Figure 11. PSD3 physically and directly interacts with PD-L1 in AKR and KYSE150 cells. (A) Silver staining of a 10% SDS-PAGE gel showing input, IgG control, and eluates obtained from AKR cells using magnetic beads conjugated with an anti–PD-L1 antibody. (B, C) Endogenous co-immunoprecipitation (Co-IP) assays confirmed a direct physical interaction between PD-L1 and PSD3 in AKR cells. (D, E) Similar Co-IP experiments in KYSE150 cells demonstrated that PSD3 also directly binds to PD-L1 in human ESCC cells.

4 Discussion

In this study, we conducted a comprehensive bioinformatic analysis of three immune-related genes, PSD3, CD274 (PD-L1), and TNFSF18 (GITRL), with the aim of elucidating their potential roles in ESCC. Our findings demonstrate that these genes are significantly up-regulated in ESCC tissues, are associated with poor patient prognosis, correlate with key clinicopathological parameters, and are implicated in immune-related biological pathways and immune cell infiltration. Together, these results position PSD3, CD274, and TNFSF18 as potential diagnostic, prognostic, and immunological biomarkers in ESCC.

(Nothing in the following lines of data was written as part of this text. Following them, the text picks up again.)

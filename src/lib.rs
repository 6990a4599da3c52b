mod api;
pub mod config;
pub mod errors;
mod gateway;
pub mod logging;
pub mod providers;
pub mod report;
mod request;
pub mod retry;
pub mod scheduler;
pub mod step;
pub mod store;
pub mod trace;
pub mod types;
mod validator;

pub use crate::api::{ContentBlock, ImageSource, Message};
pub use crate::config::{MissingScreenshotPolicy, ProviderKind, StorePaths, ValidatorConfig};
pub use crate::errors::{ConfigError, GatewayError, ProviderError, StepError, TaskError};
pub use crate::gateway::{GatewayReply, ModelGateway, ParsedResponse, StepRevision, parse_reply};
pub use crate::report::{CorrectedTextMap, StepResult, TaskResult};
pub use crate::request::{RequestBuilder, Screenshot, VisionRequest};
pub use crate::step::{NeighborContext, Step, StepMode, StepText};
pub use crate::store::{FsTaskStore, TaskStore};
pub use crate::types::{ModelId, StepKey, TaskId};
pub use crate::validator::{RunStage, TaskOutcome, ValidatorService};
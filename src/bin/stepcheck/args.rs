use anyhow::{Result, anyhow};
use std::env;

use stepcheck::MissingScreenshotPolicy;

pub const USAGE: &str = "\
Usage: stepcheck [TASK_ID...] [OPTIONS]

Options:
  --all                      Validate every task found in the input directory
  -m, --model <MODEL>        Model override
  -c, --concurrency <N>      Maximum in-flight model calls per task
  --policy <POLICY>          Missing screenshot policy: fail, text-only, accept-unverified
  --input-dir <DIR>          Input data directory
  --json                     Print the task reports as JSON
  -q, --quiet                Only print the summary
  -h, --help                 Show this help";

#[derive(Debug, Clone, Default)]
pub struct CliArgs {
    pub tasks: Vec<String>,
    pub all: bool,
    pub model: Option<String>,
    pub concurrency: Option<usize>,
    pub policy: Option<MissingScreenshotPolicy>,
    pub input_dir: Option<String>,
    pub quiet: bool,
    pub json_output: bool,
    pub help: bool,
}

impl CliArgs {
    pub fn parse() -> Result<Self> {
        let args: Vec<String> = env::args().collect();
        Self::parse_from(&args[1..])
    }

    /// Parse from a slice of arguments (for testing)
    pub fn parse_from(args: &[String]) -> Result<Self> {
        let mut result = CliArgs::default();

        let mut i = 0;
        while i < args.len() {
            let arg = &args[i];

            match arg.as_str() {
                "--all" => result.all = true,
                "-m" | "--model" => {
                    result.model = Some(value(args, &mut i)?.to_string());
                }
                "-c" | "--concurrency" => {
                    let raw = value(args, &mut i)?;
                    let n: usize = raw
                        .parse()
                        .map_err(|_| anyhow!("{arg} expects a positive number, got '{raw}'"))?;
                    if n == 0 {
                        return Err(anyhow!("{arg} must be at least 1"));
                    }
                    result.concurrency = Some(n);
                }
                "--policy" => {
                    let raw = value(args, &mut i)?;
                    result.policy = Some(raw.parse().map_err(|e: String| anyhow!(e))?);
                }
                "--input-dir" => {
                    result.input_dir = Some(value(args, &mut i)?.to_string());
                }
                "-q" | "--quiet" => result.quiet = true,
                "--json" => result.json_output = true,
                "-h" | "--help" => result.help = true,
                unknown if unknown.starts_with('-') => {
                    return Err(anyhow!("Unknown argument: {unknown}"));
                }
                task => result.tasks.push(task.to_string()),
            }

            i += 1;
        }

        if !result.help && result.all == result.tasks.is_empty() {
            if result.all {
                return Err(anyhow!("--all cannot be combined with task ids"));
            }
            return Err(anyhow!("Pass at least one task id or --all"));
        }

        Ok(result)
    }
}

fn value<'a>(args: &'a [String], i: &mut usize) -> Result<&'a str> {
    let flag = &args[*i];
    *i += 1;
    args.get(*i)
        .map(String::as_str)
        .ok_or_else(|| anyhow!("{flag} requires a value"))
}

The first major finding of our study is the consistently elevated expression of CD274 and TNFSF18 in ESCC tumor tissues compared to normal esophageal epithelium, as observed in both the TCGA and GEO datasets. In contrast, PSD3 was significantly up-regulated in ESCC samples within the TCGA dataset but did not show a significant difference in the GEO dataset, where its expression was slightly lower in tumors than in normal tissues. These findings suggest that while CD274 and TNFSF18 may serve as robust biomarkers across cohorts, the expression pattern of PSD3 may be context-dependent or cohort-specific, warranting further validation in larger, independent datasets. CD274 is well-established as an immune checkpoint molecule that enables tumor immune evasion by binding to PD-1 on T cells (26, 27), thus suppressing their cytotoxic function. TNFSF18, a ligand in the TNF superfamily, is known to modulate T cell activation and proliferation (28, 29). PSD3, though less well-characterized in the context of cancer (10, 30), has been associated with intracellular signaling and may contribute to oncogenic processes through modulation of the cytoskeleton (14) or vesicle trafficking (31).

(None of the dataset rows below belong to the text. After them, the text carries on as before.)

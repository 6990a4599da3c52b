use serde::{Deserialize, Deserializer, Serialize, Serializer};
use std::fmt;
use std::str::FromStr;

#[derive(Clone, Debug, PartialEq, Eq, Hash, PartialOrd, Ord, Serialize, Deserialize)]
#[serde(transparent)]
pub struct TaskId(String);

impl TaskId {
    pub fn new(value: impl Into<String>) -> Self {
        Self(value.into())
    }

    pub fn as_str(&self) -> &str {
        &self.0
    }
}

impl fmt::Display for TaskId {
    fn fmt(&self, f: &mut fmt::Formatter<'_>) -> fmt::Result {
        f.write_str(&self.0)
    }
}

#[derive(Clone, Debug, PartialEq, Eq, Hash, Serialize, Deserialize)]
#[serde(transparent)]
pub struct ModelId(String);

impl ModelId {
    pub fn new(value: impl Into<String>) -> Self {
        Self(value.into())
    }

    pub fn as_str(&self) -> &str {
        &self.0
    }

    pub fn claude_sonnet() -> Self {
        Self::new("claude-sonnet-4-20250514")
    }

    pub fn gpt_4o() -> Self {
        Self::new("gpt-4o")
    }
}

impl fmt::Display for ModelId {
    fn fmt(&self, f: &mut fmt::Formatter<'_>) -> fmt::Result {
        f.write_str(&self.0)
    }
}

/// Step number in its `step_N` wire form.
///
/// Ordering is numeric, so maps keyed by `StepKey` enumerate `step_2` before
/// `step_10`.
#[derive(Clone, Copy, Debug, PartialEq, Eq, Hash, PartialOrd, Ord)]
pub struct StepKey(u32);

impl StepKey {
    pub const PREFIX: &'static str = "step_";

    pub fn new(step_number: u32) -> Self {
        Self(step_number)
    }

    pub fn number(self) -> u32 {
        self.0
    }
}

impl From<u32> for StepKey {
    fn from(value: u32) -> Self {
        Self(value)
    }
}

impl fmt::Display for StepKey {
    fn fmt(&self, f: &mut fmt::Formatter<'_>) -> fmt::Result {
        write!(f, "{}{}", Self::PREFIX, self.0)
    }
}

#[derive(Debug, Clone, PartialEq, Eq)]
pub struct InvalidStepKey(pub String);

impl fmt::Display for InvalidStepKey {
    fn fmt(&self, f: &mut fmt::Formatter<'_>) -> fmt::Result {
        write!(f, "invalid step key '{}', expected step_<number>", self.0)
    }
}

impl std::error::Error for InvalidStepKey {}

impl FromStr for StepKey {
    type Err = InvalidStepKey;

    /// Only the canonical `step_<n>` spelling is accepted, so two keys can
    /// never name the same step (`step_01`, `step_+1` are rejected).
    fn from_str(s: &str) -> Result<Self, Self::Err> {
        s.strip_prefix(Self::PREFIX)
            .filter(|digits| {
                digits.bytes().all(|b| b.is_ascii_digit())
                    && (*digits == "0" || !digits.starts_with('0'))
            })
            .and_then(|digits| digits.parse::<u32>().ok())
            .map(Self)
            .ok_or_else(|| InvalidStepKey(s.to_string()))
    }
}

impl Serialize for StepKey {
    fn serialize<S: Serializer>(&self, serializer: S) -> Result<S::Ok, S::Error> {
        serializer.collect_str(self)
    }
}

impl<'de> Deserialize<'de> for StepKey {
    fn deserialize<D: Deserializer<'de>>(deserializer: D) -> Result<Self, D::Error> {
        let raw = String::deserialize(deserializer)?;
        raw.parse().map_err(serde::de::Error::custom)
    }
}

Secondly, survival analysis revealed that high expression of each of these genes is significantly associated with worse overall survival in ESCC patients. These results indicate that PSD3, CD274, and TNFSF18 are not only over-expressed but also clinically relevant in terms of predicting disease outcome. Furthermore, their expression correlates with advanced T and N stages and higher clinical staging, suggesting a role in tumor aggressiveness. These correlations underline their potential as prognostic biomarkers that could aid in risk stratification and clinical decision-making.

The apparent paradox—where higher PSD3 expression is linked to improved survival despite its tumor-promoting functions in vitro—may reflect the gene’s context-dependent roles. One possibility is that PSD3 participates in feedback regulation that indirectly enhances antitumor immune surveillance, possibly by down-regulating PD-L1. Alternatively, tumors with higher PSD3 levels may be more immunologically “visible,” triggering a stronger host immune response despite their aggressive phenotype. Another consideration is that PSD3’s association with favorable prognosis may be confounded by subtype-specific tumor biology or treatment sensitivity. Further investigation into PSD3’s spatial localization, immune contexture, and pathway interactions is warranted.

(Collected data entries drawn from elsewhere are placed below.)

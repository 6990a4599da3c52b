//! One vision request in, one structured revision out.
//!
//! Models wrap their JSON in prose or markdown fences often enough that the
//! gateway searches the reply for the first object carrying the expected
//! keys instead of requiring a bare JSON body.

use log::{debug, warn};
use regex::Regex;
use serde_json::{Map, Value};
use std::sync::OnceLock;

use crate::errors::GatewayError;
use crate::providers::{InferenceRequest, Usage, VisionProvider};
use crate::request::VisionRequest;
use crate::types::ModelId;

const OBSERVATION_KEY: &str = "updated_observation";
const THOUGHT_KEY: &str = "updated_thought";
const REASONING_KEYS: [&str; 2] = ["validation_reasoning", "reasoning"];

/// Revised text for one step as returned by the model.
#[derive(Debug, Clone, PartialEq, Eq)]
pub struct StepRevision {
    pub observation: String,
    pub thought: String,
    pub reasoning: String,
}

#[derive(Debug, Clone, PartialEq, Eq)]
pub enum ParsedResponse {
    Parsed(StepRevision),
    Malformed(String),
}

#[derive(Debug, Clone, PartialEq, Eq)]
pub struct GatewayReply {
    pub revision: StepRevision,
    pub usage: Usage,
}

pub struct ModelGateway {
    provider: Box<dyn VisionProvider>,
    max_tokens: u32,
    temperature: f32,
}

impl ModelGateway {
    pub fn new(provider: Box<dyn VisionProvider>, max_tokens: u32, temperature: f32) -> Self {
        Self {
            provider,
            max_tokens,
            temperature,
        }
    }

    pub fn provider_name(&self) -> &str {
        self.provider.name()
    }

    pub fn model(&self) -> &ModelId {
        self.provider.model()
    }

    /// Send one request. No retries happen here.
    pub async fn call(&self, request: &VisionRequest) -> Result<GatewayReply, GatewayError> {
        let inference = InferenceRequest {
            model: self.provider.model().clone(),
            messages: vec![request.to_message()],
            max_tokens: self.max_tokens,
            temperature: Some(self.temperature),
        };

        debug!(
            "[{}] {} request to {}/{} (image: {})",
            request.step,
            request.mode,
            self.provider.name(),
            self.provider.model(),
            request.image.is_some()
        );

        let response = self.provider.infer(&inference).await?;
        if response.stop_reason == "max_tokens" || response.stop_reason == "length" {
            warn!(
                "[{}] response stopped at the output token limit ({})",
                request.step, self.max_tokens
            );
        }

        match parse_reply(&response.text) {
            ParsedResponse::Parsed(revision) => Ok(GatewayReply {
                revision,
                usage: response.usage,
            }),
            ParsedResponse::Malformed(raw) => Err(GatewayError::Malformed {
                raw,
                usage: response.usage,
            }),
        }
    }
}

/// Best-effort extraction of the revision object from free-form model text.
///
/// Tried in order: the whole text, each fenced code block, then the first
/// JSON object that decodes at any `{`, ignoring whatever follows it.
pub fn parse_reply(text: &str) -> ParsedResponse {
    let trimmed = text.trim();

    if let Some(revision) = revision_from_str(trimmed) {
        return ParsedResponse::Parsed(revision);
    }

    for caps in fence_regex().captures_iter(trimmed) {
        if let Some(revision) = caps.get(1).and_then(|m| revision_from_str(m.as_str())) {
            return ParsedResponse::Parsed(revision);
        }
    }

    for (start, _) in trimmed.match_indices('{') {
        let mut stream = serde_json::Deserializer::from_str(&trimmed[start..]).into_iter::<Value>();
        if let Some(Ok(Value::Object(map))) = stream.next() {
            if let Some(revision) = revision_from_map(&map) {
                return ParsedResponse::Parsed(revision);
            }
        }
    }

    ParsedResponse::Malformed(text.to_string())
}

fn fence_regex() -> &'static Regex {
    static FENCE: OnceLock<Regex> = OnceLock::new();
    FENCE.get_or_init(|| Regex::new(r"(?s)```(?:json)?\s*(.*?)```").expect("valid fence regex"))
}

fn revision_from_str(candidate: &str) -> Option<StepRevision> {
    match serde_json::from_str::<Value>(candidate.trim()) {
        Ok(Value::Object(map)) => revision_from_map(&map),
        _ => None,
    }
}

fn revision_from_map(map: &Map<String, Value>) -> Option<StepRevision> {
    let observation = map.get(OBSERVATION_KEY)?.as_str()?.to_string();
    let thought = map.get(THOUGHT_KEY)?.as_str()?.to_string();
    let reasoning = REASONING_KEYS
        .iter()
        .find_map(|key| map.get(*key).and_then(|v| v.as_str()))
        .unwrap_or_default()
        .to_string();
    Some(StepRevision {
        observation,
        thought,
        reasoning,
    })
}

#[cfg(test)]
mod tests {
    use super::*;
    use crate::errors::ProviderError;
    use crate::providers::InferenceResponse;
    use crate::step::StepMode;
    use crate::types::StepKey;

    fn revision(obs: &str, thought: &str, reasoning: &str) -> StepRevision {
        StepRevision {
            observation: obs.to_string(),
            thought: thought.to_string(),
            reasoning: reasoning.to_string(),
        }
    }

    #[test]
    fn parses_bare_json() {
        let text = r#"{"updated_observation": "o", "updated_thought": "t", "validation_reasoning": "r"}"#;
        assert_eq!(parse_reply(text), ParsedResponse::Parsed(revision("o", "t", "r")));
    }

    #[test]
    fn parses_fenced_json() {
        let text = "Sure, here is the result:\n```json\n{\"updated_observation\": \"o\", \"updated_thought\": \"t\"}\n```\nLet me know.";
        assert_eq!(parse_reply(text), ParsedResponse::Parsed(revision("o", "t", "")));
    }

    #[test]
    fn parses_object_embedded_in_prose() {
        let text = "I compared the screenshot carefully. {\"updated_observation\": \"The {menu} is open\", \"updated_thought\": \"t\", \"reasoning\": \"Changed X\"} Hope this helps {not json}";
        assert_eq!(
            parse_reply(text),
            ParsedResponse::Parsed(revision("The {menu} is open", "t", "Changed X"))
        );
    }

    #[test]
    fn skips_objects_without_required_keys() {
        let text = r#"Note: {"confidence": 0.9} Result: {"updated_observation": "o", "updated_thought": "t"}"#;
        assert_eq!(parse_reply(text), ParsedResponse::Parsed(revision("o", "t", "")));
    }

    #[test]
    fn malformed_when_keys_missing_or_not_strings() {
        assert!(matches!(
            parse_reply(r#"{"updated_observation": "o"}"#),
            ParsedResponse::Malformed(_)
        ));
        assert!(matches!(
            parse_reply(r#"{"updated_observation": 1, "updated_thought": "t"}"#),
            ParsedResponse::Malformed(_)
        ));
        assert!(matches!(
            parse_reply("I cannot see the image."),
            ParsedResponse::Malformed(ref raw) if raw == "I cannot see the image."
        ));
        assert!(matches!(
            parse_reply(r#"{"updated_observation": "cut off mid"#),
            ParsedResponse::Malformed(_)
        ));
    }

    struct CannedProvider {
        model: ModelId,
        reply: Result<String, u16>,
    }

    #[async_trait::async_trait]
    impl VisionProvider for CannedProvider {
        async fn infer(&self, req: &InferenceRequest) -> Result<InferenceResponse, ProviderError> {
            assert_eq!(req.temperature, Some(0.0));
            assert_eq!(req.max_tokens, 256);
            match &self.reply {
                Ok(text) => Ok(InferenceResponse {
                    text: text.clone(),
                    stop_reason: "end_turn".to_string(),
                    usage: Usage::new(100, 20),
                }),
                Err(status) => Err(ProviderError::Api {
                    provider: "canned".to_string(),
                    status: *status,
                    message: "rate limited".to_string(),
                }),
            }
        }

        fn name(&self) -> &str {
            "canned"
        }

        fn model(&self) -> &ModelId {
            &self.model
        }

        fn validate_config(&self) -> Result<(), ProviderError> {
            Ok(())
        }
    }

    fn gateway(reply: Result<&str, u16>) -> ModelGateway {
        ModelGateway::new(
            Box::new(CannedProvider {
                model: ModelId::new("canned-model"),
                reply: reply.map(str::to_string),
            }),
            256,
            0.0,
        )
    }

    fn request() -> VisionRequest {
        VisionRequest {
            step: StepKey::new(1),
            mode: StepMode::Validate,
            prompt: "check".to_string(),
            image: None,
        }
    }

    #[tokio::test]
    async fn call_returns_revision_and_usage() {
        let gw = gateway(Ok(r#"{"updated_observation": "o", "updated_thought": "t"}"#));
        let reply = gw.call(&request()).await.expect("reply");
        assert_eq!(reply.revision.observation, "o");
        assert_eq!(reply.usage, Usage::new(100, 20));
        assert_eq!(gw.model().as_str(), "canned-model");
    }

    #[tokio::test]
    async fn malformed_reply_still_reports_tokens() {
        let gw = gateway(Ok("no json here"));
        let err = gw.call(&request()).await.unwrap_err();
        assert!(matches!(err, GatewayError::Malformed { .. }));
        assert_eq!(err.usage(), Usage::new(100, 20));
    }

    #[tokio::test]
    async fn provider_errors_carry_status() {
        let gw = gateway(Err(429));
        let err = gw.call(&request()).await.unwrap_err();
        match err {
            GatewayError::Provider(inner) => assert_eq!(inner.status(), Some(429)),
            other => panic!("expected provider error, got {other:?}"),
        }
    }
}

In addition to prognostic relevance, our ROC curve analyses showed that PSD3, CD274, and TNFSF18 exhibit moderate to high diagnostic accuracy in distinguishing tumor tissues from normal controls. Such performance suggests their potential utility in the early detection or screening of ESCC, particularly in high-risk populations.

To explore the biological underpinnings of these findings, we conducted gene co-expression and enrichment analyses. Genes positively associated with PSD3, CD274, and TNFSF18 were significantly enriched in immune-related processes, including leukocyte activation, cell–cell adhesion, and cytokine signaling. These findings reinforce the concept that the tumor microenvironment in ESCC is strongly immunologically active, and that these genes may play regulatory roles within this context.

Of particular interest is the consistent and robust association between high gene expression and increased infiltration of immune cells, especially T cells and dendritic cells. This observation is particularly relevant for CD274 and TNFSF18, both of which have well-documented immunomodulatory functions (32). The link between high expression and immune infiltration may reflect an adaptive immune response to the tumor or, alternatively, a tumor-driven strategy to co-opt immune signaling for immune evasion. These data echo findings from other malignancies in which PD-L1 and TNFSF18 are implicated in both immune suppression and immune activation depending on the tumor context.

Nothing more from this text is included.